**Prompt**
From the entries below, please output exactly the lines starting at the one containing "pub const fn get(self)" and ending at the one containing "IPv6 inner packet.", both included.

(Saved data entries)
+ + + + +

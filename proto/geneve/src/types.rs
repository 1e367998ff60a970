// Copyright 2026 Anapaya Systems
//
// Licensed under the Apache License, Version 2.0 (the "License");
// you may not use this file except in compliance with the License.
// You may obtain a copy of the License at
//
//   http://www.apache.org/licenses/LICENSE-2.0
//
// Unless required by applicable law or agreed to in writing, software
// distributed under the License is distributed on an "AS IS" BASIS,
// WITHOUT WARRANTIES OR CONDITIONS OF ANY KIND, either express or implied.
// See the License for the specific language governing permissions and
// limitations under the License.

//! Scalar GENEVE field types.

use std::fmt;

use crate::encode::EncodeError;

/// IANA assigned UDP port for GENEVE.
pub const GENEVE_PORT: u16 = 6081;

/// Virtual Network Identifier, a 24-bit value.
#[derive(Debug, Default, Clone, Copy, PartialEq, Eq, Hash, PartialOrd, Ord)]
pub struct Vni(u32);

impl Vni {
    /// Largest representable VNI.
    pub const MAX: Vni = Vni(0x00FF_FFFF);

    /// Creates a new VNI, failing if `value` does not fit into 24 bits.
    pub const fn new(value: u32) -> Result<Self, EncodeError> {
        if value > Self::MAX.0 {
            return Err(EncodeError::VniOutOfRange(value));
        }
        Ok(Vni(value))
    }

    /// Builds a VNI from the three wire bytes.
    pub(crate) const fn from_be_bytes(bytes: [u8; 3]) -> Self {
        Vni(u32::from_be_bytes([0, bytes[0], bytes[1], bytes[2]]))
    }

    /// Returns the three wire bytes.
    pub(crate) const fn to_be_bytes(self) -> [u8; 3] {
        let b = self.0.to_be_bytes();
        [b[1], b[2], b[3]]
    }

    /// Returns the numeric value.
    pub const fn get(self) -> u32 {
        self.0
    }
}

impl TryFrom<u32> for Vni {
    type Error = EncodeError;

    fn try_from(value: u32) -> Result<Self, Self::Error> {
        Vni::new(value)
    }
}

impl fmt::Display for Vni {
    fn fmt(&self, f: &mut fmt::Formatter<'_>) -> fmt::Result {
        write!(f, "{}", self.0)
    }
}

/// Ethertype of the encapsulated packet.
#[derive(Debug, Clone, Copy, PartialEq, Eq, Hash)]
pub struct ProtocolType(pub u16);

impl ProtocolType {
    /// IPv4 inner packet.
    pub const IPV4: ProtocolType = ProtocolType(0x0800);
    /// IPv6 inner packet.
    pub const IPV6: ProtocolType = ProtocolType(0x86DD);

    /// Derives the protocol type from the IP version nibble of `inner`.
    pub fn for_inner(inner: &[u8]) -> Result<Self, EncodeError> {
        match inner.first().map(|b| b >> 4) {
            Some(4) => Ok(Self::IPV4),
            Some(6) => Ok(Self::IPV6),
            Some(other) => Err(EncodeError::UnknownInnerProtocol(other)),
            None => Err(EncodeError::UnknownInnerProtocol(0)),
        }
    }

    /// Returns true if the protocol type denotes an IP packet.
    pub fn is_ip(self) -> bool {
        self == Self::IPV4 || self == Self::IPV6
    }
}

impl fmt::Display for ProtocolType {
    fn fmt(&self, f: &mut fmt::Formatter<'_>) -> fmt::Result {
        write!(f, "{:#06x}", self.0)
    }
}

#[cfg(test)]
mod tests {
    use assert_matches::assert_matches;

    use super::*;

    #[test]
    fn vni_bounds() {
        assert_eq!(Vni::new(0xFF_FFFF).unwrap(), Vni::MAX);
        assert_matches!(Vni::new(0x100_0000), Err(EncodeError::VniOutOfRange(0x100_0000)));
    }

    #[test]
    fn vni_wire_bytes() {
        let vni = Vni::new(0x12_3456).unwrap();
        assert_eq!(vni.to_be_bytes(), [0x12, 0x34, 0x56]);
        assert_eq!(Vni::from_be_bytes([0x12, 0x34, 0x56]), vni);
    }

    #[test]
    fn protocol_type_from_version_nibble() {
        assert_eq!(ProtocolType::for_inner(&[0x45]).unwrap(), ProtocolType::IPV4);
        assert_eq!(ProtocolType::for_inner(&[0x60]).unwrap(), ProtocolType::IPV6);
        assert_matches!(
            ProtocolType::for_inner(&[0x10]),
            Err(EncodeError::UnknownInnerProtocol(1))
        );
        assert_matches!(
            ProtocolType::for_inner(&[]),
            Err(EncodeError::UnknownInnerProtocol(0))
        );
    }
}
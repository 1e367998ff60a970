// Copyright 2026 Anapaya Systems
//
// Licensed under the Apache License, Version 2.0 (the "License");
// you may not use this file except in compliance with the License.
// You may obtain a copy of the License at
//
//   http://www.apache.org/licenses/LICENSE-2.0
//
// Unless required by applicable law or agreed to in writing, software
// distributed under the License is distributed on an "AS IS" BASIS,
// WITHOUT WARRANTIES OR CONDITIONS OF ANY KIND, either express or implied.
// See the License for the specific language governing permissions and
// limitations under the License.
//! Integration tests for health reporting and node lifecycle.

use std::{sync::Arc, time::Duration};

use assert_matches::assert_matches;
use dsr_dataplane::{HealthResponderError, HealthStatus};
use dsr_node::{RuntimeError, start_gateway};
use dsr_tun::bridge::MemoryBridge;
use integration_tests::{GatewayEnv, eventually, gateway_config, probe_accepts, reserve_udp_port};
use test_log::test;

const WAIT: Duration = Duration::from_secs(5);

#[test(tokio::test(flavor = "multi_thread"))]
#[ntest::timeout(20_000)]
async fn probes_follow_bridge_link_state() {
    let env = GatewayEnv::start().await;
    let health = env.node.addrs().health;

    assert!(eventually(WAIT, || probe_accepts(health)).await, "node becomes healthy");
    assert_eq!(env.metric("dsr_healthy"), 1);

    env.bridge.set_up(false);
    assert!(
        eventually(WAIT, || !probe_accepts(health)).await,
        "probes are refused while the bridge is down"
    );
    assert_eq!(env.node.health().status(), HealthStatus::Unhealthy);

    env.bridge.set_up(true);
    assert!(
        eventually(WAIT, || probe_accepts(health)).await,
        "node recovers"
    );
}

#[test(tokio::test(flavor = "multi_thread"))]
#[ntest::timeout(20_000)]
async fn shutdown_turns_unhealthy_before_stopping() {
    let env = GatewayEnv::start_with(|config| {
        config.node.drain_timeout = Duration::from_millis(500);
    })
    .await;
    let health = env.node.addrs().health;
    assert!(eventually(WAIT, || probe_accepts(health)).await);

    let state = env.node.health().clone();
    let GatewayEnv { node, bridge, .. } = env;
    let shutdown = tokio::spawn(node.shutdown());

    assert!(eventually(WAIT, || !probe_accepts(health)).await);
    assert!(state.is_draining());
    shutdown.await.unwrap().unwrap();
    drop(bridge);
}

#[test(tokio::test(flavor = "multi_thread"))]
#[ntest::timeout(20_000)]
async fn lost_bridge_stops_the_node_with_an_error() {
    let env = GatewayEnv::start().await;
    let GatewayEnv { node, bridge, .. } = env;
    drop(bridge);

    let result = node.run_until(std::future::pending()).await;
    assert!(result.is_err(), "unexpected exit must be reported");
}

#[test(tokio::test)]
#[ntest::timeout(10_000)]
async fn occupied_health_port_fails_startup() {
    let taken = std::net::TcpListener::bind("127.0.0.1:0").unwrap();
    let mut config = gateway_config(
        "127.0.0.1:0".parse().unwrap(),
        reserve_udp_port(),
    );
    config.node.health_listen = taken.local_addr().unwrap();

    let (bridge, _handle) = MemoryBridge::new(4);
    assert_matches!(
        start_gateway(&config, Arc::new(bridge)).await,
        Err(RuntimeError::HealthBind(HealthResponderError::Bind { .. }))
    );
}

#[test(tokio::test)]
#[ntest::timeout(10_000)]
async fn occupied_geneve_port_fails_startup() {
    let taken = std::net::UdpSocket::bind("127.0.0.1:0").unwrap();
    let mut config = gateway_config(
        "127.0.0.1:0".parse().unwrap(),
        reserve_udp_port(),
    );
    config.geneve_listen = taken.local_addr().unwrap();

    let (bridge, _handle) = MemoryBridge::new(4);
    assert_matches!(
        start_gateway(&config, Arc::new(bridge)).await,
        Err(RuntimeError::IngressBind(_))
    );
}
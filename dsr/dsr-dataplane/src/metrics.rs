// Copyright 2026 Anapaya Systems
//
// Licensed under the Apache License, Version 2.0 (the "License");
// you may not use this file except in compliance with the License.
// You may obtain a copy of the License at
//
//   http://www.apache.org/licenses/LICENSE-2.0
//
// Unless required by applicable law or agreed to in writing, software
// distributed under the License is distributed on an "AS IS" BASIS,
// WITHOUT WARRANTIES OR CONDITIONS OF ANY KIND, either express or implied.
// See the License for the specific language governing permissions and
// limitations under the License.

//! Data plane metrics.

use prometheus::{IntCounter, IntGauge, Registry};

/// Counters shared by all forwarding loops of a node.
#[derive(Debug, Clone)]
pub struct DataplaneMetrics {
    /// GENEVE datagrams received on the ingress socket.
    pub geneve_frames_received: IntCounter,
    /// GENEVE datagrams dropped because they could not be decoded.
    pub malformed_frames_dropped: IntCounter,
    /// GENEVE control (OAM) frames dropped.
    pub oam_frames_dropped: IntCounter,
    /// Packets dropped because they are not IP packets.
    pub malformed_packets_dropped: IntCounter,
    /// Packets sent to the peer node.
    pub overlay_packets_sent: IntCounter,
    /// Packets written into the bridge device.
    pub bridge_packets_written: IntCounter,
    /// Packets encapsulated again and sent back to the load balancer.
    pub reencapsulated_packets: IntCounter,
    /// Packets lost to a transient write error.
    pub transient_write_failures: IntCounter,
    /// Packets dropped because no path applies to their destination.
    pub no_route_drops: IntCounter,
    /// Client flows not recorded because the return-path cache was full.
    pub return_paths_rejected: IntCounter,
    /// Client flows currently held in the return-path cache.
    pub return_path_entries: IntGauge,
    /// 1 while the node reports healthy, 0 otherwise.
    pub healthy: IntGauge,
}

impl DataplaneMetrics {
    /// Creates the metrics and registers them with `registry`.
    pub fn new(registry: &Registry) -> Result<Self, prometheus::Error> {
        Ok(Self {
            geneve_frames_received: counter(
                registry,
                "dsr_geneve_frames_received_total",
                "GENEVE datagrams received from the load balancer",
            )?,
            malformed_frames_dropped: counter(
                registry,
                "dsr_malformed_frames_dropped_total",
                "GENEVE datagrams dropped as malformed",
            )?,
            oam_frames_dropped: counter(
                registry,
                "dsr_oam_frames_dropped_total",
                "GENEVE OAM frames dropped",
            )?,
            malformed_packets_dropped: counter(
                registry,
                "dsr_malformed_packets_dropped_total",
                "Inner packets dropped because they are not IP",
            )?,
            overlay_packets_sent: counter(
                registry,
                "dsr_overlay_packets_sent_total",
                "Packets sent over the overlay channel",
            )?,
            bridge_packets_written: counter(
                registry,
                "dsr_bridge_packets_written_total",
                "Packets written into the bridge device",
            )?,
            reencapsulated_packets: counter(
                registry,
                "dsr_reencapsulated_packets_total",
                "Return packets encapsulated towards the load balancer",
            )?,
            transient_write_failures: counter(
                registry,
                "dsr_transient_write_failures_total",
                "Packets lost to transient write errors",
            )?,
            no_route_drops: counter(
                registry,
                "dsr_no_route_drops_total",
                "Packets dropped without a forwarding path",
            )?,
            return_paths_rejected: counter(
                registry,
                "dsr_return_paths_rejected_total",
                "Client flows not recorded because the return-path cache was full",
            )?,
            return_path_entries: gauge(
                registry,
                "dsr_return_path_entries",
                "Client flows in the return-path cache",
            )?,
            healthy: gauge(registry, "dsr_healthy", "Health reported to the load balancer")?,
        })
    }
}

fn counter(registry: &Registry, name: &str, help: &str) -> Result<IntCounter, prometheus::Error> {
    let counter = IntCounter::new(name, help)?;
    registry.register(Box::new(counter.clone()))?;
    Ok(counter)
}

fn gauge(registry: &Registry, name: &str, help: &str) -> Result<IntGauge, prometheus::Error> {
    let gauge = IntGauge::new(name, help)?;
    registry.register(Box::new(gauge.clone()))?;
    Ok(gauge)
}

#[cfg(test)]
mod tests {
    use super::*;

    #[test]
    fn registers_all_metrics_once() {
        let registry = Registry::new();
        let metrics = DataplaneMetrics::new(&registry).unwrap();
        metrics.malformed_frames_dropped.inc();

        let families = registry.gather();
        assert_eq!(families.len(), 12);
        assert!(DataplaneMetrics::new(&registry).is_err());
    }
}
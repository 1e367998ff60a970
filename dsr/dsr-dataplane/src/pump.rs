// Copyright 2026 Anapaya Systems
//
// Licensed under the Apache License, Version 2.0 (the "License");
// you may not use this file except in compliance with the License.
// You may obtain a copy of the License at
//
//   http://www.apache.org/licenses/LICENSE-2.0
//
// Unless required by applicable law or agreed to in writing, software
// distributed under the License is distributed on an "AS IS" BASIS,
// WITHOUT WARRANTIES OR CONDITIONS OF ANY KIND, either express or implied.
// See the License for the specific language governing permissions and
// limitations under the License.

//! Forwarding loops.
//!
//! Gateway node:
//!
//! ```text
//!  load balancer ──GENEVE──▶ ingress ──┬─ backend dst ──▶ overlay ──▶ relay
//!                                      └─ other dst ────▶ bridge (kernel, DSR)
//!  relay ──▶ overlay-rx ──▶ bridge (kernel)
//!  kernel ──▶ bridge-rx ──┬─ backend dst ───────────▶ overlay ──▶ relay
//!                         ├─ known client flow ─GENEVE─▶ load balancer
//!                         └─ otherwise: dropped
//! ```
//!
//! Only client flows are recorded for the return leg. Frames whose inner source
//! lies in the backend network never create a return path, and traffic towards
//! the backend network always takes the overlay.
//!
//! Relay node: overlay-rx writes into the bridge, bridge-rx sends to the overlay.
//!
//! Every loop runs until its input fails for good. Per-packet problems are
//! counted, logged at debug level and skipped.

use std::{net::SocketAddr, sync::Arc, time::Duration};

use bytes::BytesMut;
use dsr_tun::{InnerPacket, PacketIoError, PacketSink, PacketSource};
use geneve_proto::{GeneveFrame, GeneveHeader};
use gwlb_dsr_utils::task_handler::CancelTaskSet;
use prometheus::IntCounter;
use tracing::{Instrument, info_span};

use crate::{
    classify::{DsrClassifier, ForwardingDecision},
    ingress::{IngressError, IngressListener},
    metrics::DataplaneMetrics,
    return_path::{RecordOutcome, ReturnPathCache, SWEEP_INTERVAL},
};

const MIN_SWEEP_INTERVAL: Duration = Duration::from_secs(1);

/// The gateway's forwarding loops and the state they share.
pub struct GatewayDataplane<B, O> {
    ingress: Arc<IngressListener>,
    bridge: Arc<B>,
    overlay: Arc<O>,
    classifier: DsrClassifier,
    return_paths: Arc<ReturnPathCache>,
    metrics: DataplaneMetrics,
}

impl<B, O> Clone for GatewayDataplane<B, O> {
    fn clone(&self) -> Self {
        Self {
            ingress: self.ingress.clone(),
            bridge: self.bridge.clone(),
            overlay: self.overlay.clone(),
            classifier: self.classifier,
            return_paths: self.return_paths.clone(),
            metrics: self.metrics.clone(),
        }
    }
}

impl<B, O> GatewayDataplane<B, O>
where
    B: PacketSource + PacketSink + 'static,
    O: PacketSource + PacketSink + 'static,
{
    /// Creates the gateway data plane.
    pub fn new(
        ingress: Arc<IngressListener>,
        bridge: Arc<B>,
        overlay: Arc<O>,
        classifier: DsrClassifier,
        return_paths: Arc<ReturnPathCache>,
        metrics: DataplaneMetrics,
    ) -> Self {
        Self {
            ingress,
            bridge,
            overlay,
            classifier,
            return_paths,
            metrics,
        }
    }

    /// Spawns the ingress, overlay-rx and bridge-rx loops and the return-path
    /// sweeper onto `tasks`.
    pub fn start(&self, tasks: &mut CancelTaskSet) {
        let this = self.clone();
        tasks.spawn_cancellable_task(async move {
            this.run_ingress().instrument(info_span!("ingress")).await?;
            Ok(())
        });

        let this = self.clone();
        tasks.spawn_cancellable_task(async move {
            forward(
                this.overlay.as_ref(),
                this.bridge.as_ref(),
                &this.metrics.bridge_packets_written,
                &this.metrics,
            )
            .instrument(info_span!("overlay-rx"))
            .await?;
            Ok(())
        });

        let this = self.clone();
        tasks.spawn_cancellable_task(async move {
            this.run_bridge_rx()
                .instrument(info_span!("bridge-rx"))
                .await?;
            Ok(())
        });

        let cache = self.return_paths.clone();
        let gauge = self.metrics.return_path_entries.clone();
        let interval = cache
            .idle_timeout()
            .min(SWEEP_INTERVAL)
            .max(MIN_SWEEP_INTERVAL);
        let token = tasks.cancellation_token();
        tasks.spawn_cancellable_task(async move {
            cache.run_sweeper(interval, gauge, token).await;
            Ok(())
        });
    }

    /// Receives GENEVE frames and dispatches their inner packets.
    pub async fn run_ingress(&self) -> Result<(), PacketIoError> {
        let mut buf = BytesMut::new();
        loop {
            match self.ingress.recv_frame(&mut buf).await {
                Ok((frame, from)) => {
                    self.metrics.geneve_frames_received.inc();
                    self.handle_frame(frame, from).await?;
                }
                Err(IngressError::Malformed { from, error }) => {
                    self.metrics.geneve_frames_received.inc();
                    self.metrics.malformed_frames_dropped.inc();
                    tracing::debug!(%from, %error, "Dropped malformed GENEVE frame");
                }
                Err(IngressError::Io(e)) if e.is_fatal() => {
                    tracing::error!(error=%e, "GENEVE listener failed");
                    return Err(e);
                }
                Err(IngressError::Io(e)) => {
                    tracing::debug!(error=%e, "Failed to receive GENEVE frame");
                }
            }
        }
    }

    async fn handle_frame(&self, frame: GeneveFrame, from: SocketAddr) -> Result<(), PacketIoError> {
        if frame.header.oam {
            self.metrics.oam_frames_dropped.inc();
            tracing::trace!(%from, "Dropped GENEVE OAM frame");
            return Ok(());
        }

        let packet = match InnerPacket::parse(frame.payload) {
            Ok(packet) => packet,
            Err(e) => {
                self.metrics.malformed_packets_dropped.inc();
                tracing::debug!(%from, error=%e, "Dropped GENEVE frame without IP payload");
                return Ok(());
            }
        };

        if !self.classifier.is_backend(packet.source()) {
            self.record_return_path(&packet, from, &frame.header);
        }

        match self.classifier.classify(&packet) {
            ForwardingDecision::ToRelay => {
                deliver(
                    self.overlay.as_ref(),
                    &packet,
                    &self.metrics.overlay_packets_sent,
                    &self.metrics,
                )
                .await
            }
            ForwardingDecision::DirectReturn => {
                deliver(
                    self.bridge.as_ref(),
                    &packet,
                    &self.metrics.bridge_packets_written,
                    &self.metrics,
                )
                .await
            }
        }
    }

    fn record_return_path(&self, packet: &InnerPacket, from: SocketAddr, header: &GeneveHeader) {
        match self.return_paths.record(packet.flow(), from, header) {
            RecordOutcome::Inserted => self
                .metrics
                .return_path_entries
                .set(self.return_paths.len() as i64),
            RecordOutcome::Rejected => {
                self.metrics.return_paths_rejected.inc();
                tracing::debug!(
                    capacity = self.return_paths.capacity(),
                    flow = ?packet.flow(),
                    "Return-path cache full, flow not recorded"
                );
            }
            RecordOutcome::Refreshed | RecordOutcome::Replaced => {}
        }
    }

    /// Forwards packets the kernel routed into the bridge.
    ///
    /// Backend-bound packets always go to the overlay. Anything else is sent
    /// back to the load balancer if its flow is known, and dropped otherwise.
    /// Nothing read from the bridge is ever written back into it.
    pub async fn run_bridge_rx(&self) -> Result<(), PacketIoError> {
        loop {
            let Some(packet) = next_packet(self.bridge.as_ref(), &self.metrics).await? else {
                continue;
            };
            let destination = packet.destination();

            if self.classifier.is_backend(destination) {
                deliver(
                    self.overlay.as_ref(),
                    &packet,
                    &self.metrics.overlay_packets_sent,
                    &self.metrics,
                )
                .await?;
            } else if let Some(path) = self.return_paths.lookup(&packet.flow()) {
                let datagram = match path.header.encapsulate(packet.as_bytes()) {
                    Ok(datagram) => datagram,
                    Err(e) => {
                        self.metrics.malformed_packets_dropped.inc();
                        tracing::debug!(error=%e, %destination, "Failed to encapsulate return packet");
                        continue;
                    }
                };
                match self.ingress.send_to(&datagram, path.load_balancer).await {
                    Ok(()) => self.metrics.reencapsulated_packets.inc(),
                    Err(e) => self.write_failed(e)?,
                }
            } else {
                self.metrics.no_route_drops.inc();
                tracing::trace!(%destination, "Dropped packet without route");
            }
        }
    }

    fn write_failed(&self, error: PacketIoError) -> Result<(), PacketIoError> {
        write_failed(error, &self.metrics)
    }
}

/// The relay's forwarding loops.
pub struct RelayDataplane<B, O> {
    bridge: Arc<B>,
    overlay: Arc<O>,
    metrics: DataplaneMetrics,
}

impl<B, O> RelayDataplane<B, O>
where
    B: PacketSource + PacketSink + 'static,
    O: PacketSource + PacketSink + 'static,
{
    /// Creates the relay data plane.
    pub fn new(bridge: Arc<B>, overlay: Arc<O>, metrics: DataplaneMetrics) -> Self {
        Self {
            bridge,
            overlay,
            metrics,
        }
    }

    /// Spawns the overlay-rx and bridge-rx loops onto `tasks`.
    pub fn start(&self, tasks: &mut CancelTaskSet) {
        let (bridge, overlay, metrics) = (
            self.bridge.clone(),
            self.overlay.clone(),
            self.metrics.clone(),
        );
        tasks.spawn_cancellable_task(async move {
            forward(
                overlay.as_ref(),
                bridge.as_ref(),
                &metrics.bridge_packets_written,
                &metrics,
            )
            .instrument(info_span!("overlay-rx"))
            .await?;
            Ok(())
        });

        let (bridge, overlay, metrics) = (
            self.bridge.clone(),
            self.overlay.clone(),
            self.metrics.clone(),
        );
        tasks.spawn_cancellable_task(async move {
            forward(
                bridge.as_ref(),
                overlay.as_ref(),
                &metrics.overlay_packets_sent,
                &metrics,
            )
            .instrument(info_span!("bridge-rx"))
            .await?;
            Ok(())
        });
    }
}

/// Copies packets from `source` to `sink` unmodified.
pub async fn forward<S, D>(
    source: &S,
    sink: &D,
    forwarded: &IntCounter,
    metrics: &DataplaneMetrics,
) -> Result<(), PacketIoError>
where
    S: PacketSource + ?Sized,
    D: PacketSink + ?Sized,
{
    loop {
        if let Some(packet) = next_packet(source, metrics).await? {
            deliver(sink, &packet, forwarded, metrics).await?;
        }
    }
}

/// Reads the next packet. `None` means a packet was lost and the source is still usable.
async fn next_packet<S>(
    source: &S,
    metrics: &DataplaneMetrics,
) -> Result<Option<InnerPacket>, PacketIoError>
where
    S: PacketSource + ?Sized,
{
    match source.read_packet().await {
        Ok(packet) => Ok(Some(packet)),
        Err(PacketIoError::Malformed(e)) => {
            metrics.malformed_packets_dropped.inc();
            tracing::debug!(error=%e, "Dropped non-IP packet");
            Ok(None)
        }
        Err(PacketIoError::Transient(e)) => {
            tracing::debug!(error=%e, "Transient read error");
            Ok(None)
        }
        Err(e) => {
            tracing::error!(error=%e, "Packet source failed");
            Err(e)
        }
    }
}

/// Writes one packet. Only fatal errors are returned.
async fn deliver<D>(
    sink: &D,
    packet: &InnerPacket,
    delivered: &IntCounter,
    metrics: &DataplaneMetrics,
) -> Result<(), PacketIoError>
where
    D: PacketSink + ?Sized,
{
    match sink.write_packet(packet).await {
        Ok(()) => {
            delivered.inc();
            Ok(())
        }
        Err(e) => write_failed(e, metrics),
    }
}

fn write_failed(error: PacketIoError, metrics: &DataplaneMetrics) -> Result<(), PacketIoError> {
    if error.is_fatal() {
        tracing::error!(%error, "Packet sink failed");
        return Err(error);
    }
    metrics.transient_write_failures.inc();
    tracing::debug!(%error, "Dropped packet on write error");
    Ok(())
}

+ + + + +

**Output of the task**
    pub const fn get(self) -> u32 {
        self.0
    }
}

impl TryFrom<u32> for Vni {
    type Error = EncodeError;

    fn try_from(value: u32) -> Result<Self, Self::Error> {
        Vni::new(value)
    }
}

impl fmt::Display for Vni {
    fn fmt(&self, f: &mut fmt::Formatter<'_>) -> fmt::Result {
        write!(f, "{}", self.0)
    }
}

/// Ethertype of the encapsulated packet.
#[derive(Debug, Clone, Copy, PartialEq, Eq, Hash)]
pub struct ProtocolType(pub u16);

impl ProtocolType {
    /// IPv4 inner packet.
    pub const IPV4: ProtocolType = ProtocolType(0x0800);
    /// IPv6 inner packet.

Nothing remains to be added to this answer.